Archives pour mars 2009

Une question de principe : le startup sound des macs

Mardi, 10 mars 2009

Les laptops macs sont des merveilles. Ils sont silencieux, l’interface graphique de Mac OSX est fantastique et stable, ils sont très beaux, ils sont durables : ils ont tout ce qu’il faut pour s’adapter à la réalité étudiante. Tout, sauf ce petit détail : la fameux startup sound.

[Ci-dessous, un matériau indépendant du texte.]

//! Condition evaluation for IAM policies
//!
//! Conditions allow fine-grained control based on the resolved key snapshot:
//! - String operations (Equals, EqualsIgnoreCase, Like, and their negations)
//! - Numeric operations (Equals, NotEquals, LessThan, GreaterThan, ...)
//! - Date operations (RFC 3339 or epoch seconds)
//! - Bool and IP-range operations
//!
//! A condition holds when the current value satisfies the operator against
//! any expected value; negated operators require that none match. A key that
//! is missing from the snapshot, or a value that does not parse for the
//! operator, always fails the condition.

use super::keys::KeySnapshot;
use super::pattern::{CaseSensitivity, PatternMatcher};
use chrono::{DateTime, Utc};
use serde::{Deserialize, Serialize};
use std::cmp::Ordering;
use std::net::IpAddr;

/// Condition operator
#[derive(Debug, Clone, Copy, PartialEq, Eq, Hash, Serialize, Deserialize)]
pub enum ConditionOperator {
    /// String equals (case-sensitive)
    StringEquals,
    /// String not equals (case-sensitive)
    StringNotEquals,
    StringEqualsIgnoreCase,
    StringNotEqualsIgnoreCase,
    /// String matches pattern (supports `*` and `?`)
    StringLike,
    StringNotLike,
    NumericEquals,
    NumericNotEquals,
    NumericLessThan,
    NumericLessThanEquals,
    NumericGreaterThan,
    NumericGreaterThanEquals,
    DateEquals,
    DateLessThan,
    DateGreaterThan,
    Bool,
    /// Address inside one of the CIDR ranges
    IpAddress,
    NotIpAddress,
}

impl ConditionOperator {
    /// Negated operators succeed only when no expected value matches
    fn is_negated(self) -> bool {
        matches!(
            self,
            ConditionOperator::StringNotEquals
                | ConditionOperator::StringNotEqualsIgnoreCase
                | ConditionOperator::StringNotLike
                | ConditionOperator::NumericNotEquals
                | ConditionOperator::NotIpAddress
        )
    }
}

/// A single condition: `operator(key, values)`
#[derive(Debug, Clone, PartialEq, Eq, Serialize, Deserialize)]
#[serde(rename_all = "PascalCase")]
pub struct Condition {
    pub operator: ConditionOperator,
    pub key: String,
    pub values: Vec<String>,
}

impl Condition {
    /// Create a new condition
    pub fn new<I, V>(operator: ConditionOperator, key: impl Into<String>, values: I) -> Self
    where
        I: IntoIterator<Item = V>,
        V: Into<String>,
    {
        Condition {
            operator,
            key: key.into(),
            values: values.into_iter().map(Into::into).collect(),
        }
    }

    /// Evaluate this condition against a key snapshot
    pub fn evaluate(&self, snapshot: &KeySnapshot, matcher: &PatternMatcher) -> bool {
        let actual = match snapshot.get(&self.key) {
            Some(v) => v,
            None => return false, // Key not in snapshot - condition fails
        };

        if self.values.is_empty() {
            return false;
        }

        let mut outcomes = self.values.iter().map(|expected| self.compare(expected, actual, matcher));

        if self.operator.is_negated() {
            // Any unparseable operand poisons a negation rather than passing it
            outcomes.all(|outcome| outcome == Some(false))
        } else {
            outcomes.any(|outcome| outcome == Some(true))
        }
    }

    /// Compare one expected value; `None` when an operand does not parse
    fn compare(&self, expected: &str, actual: &str, matcher: &PatternMatcher) -> Option<bool> {
        use ConditionOperator::*;

        match self.operator {
            StringEquals | StringNotEquals => Some(expected == actual),
            StringEqualsIgnoreCase | StringNotEqualsIgnoreCase => {
                Some(expected.to_lowercase() == actual.to_lowercase())
            }
            StringLike | StringNotLike => {
                Some(matcher.matches(expected, actual, CaseSensitivity::Sensitive))
            }
            NumericEquals | NumericNotEquals => Some(compare_numbers(actual, expected)?.is_eq()),
            NumericLessThan => Some(compare_numbers(actual, expected)?.is_lt()),
            NumericLessThanEquals => Some(compare_numbers(actual, expected)?.is_le()),
            NumericGreaterThan => Some(compare_numbers(actual, expected)?.is_gt()),
            NumericGreaterThanEquals => Some(compare_numbers(actual, expected)?.is_ge()),
            DateEquals => Some(parse_date(actual)? == parse_date(expected)?),
            DateLessThan => Some(parse_date(actual)? < parse_date(expected)?),
            DateGreaterThan => Some(parse_date(actual)? > parse_date(expected)?),
            Bool => Some(parse_bool(actual)? == parse_bool(expected)?),
            IpAddress | NotIpAddress => {
                let range = CidrRange::parse(expected)?;
                let addr: IpAddr = actual.trim().parse().ok()?;
                Some(range.contains(addr))
            }
        }
    }
}

/// Integers compare exactly; anything else falls back to finite `f64`
fn compare_numbers(actual: &str, expected: &str) -> Option<Ordering> {
    let (actual, expected) = (actual.trim(), expected.trim());
    if let (Ok(actual), Ok(expected)) = (actual.parse::<i128>(), expected.parse::<i128>()) {
        return Some(actual.cmp(&expected));
    }
    parse_number(actual)?.partial_cmp(&parse_number(expected)?)
}

fn parse_number(raw: &str) -> Option<f64> {
    raw.parse::<f64>().ok().filter(|n| n.is_finite())
}

fn parse_bool(raw: &str) -> Option<bool> {
    match raw.trim().to_ascii_lowercase().as_str() {
        "true" => Some(true),
        "false" => Some(false),
        _ => None,
    }
}

/// RFC 3339 timestamps, or integer seconds since the epoch
fn parse_date(raw: &str) -> Option<DateTime<Utc>> {
    let raw = raw.trim();
    if let Ok(parsed) = DateTime::parse_from_rfc3339(raw) {
        return Some(parsed.with_timezone(&Utc));
    }
    raw.parse::<i64>()
        .ok()
        .and_then(|secs| DateTime::<Utc>::from_timestamp(secs, 0))
}

/// An IPv4 or IPv6 network in CIDR notation
#[derive(Debug, Clone, Copy, PartialEq, Eq)]
pub struct CidrRange {
    network: IpAddr,
    prefix: u8,
}

impl CidrRange {
    /// Parse `addr/prefix`; a bare address is a single-host range
    pub fn parse(raw: &str) -> Option<Self> {
        let raw = raw.trim();
        let (addr, prefix) = match raw.split_once('/') {
            Some((addr, prefix)) => (addr, Some(prefix)),
            None => (raw, None),
        };
        let network: IpAddr = addr.parse().ok()?;
        let max = match network {
            IpAddr::V4(_) => 32,
            IpAddr::V6(_) => 128,
        };
        let prefix = match prefix {
            Some(p) => p.parse::<u8>().ok().filter(|p| *p <= max)?,
            None => max,
        };
        Some(CidrRange { network, prefix })
    }

    pub fn contains(&self, addr: IpAddr) -> bool {
        match (self.network, addr) {
            (IpAddr::V4(net), IpAddr::V4(addr)) => {
                let mask = u32::MAX.checked_shl(32 - u32::from(self.prefix)).unwrap_or(0);
                u32::from(net) & mask == u32::from(addr) & mask
            }
            (IpAddr::V6(net), IpAddr::V6(addr)) => {
                let mask = u128::MAX.checked_shl(128 - u32::from(self.prefix)).unwrap_or(0);
                u128::from(net) & mask == u128::from(addr) & mask
            }
            _ => false,
        }
    }
}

Il est déjà arrivé à tout étudiant universitaire d’arriver en retard à un cours d’une centaine de personnes et d’avoir à allumer son ordinateur. Le fameux accord majeur (je crois que c’est un F#) nous donne droit à un bon 15 secondes de gloire : plein de têtes qui se retournent, et possiblement même un commentaire du professeur dans le cas de mon cours d’histoire de l’art.

Mes amis me disent, pour remédier à la situation, qu’avant d’éteindre leur ordinateur, ils ferment le volume du MacBook. Cela fait en sorte que le fameux accord majeur se transforme en une interprétation rapide de 4′33″ de John Cage.

C’est contre mes principes (je parle bien sûr de baisser le volume avant chaque fermeture, et non pas de John Cage). Jamais on ne devrait materner un ordinateur. Mentalité typiquement PC. Apple auraient dû mettre un petit piton à cocher dans les options pour enlever ce son, et non pas remettre aux utilisateur de penser au futur à chaque fois qu’on éteint notre ordinateur. Je suis déçu et fâché.

Une solution existe. C’est un tout petit logiciel appellé startup sound. Ça fonctionne fantastiquement bien. C’est tout simplement un petit bouton qu’on coche si on ne veut plus se soucier du F# à chaque démarrage de votre mac. Vivons le moment présent.

Je suis un génie

Lundi, 9 mars 2009

Je suis un génie.

Je ne sais pas pourquoi, mais mon compte pour accéder au WiFi de l’université s’est échu. Rien de plus simple : je peux en refaire un autre. Tout ce qu’il fallait, c’était mon numéro d’assurance sociale.

J’étais à deux doigts de faire un billet sur le fait que c’est complètement con de demander un numéro d’assurance sociale étant donné qu’on nous dit depuis toujours qu’il ne faut pas traîner cette carte dans notre porte-feuille.

Mais je suis un génie : j’avais écrit le chiffre magique sur un de mes post-it virtuels, et j’ai pu me refaire un compte.

Mais je viens tout juste de passer de génie à con : maintenant tout le monde sait où trouver mon numéro d’assurance sociale sur mon ordi.

Tant pis, j’aurai eu mon 15 minutes de gloire.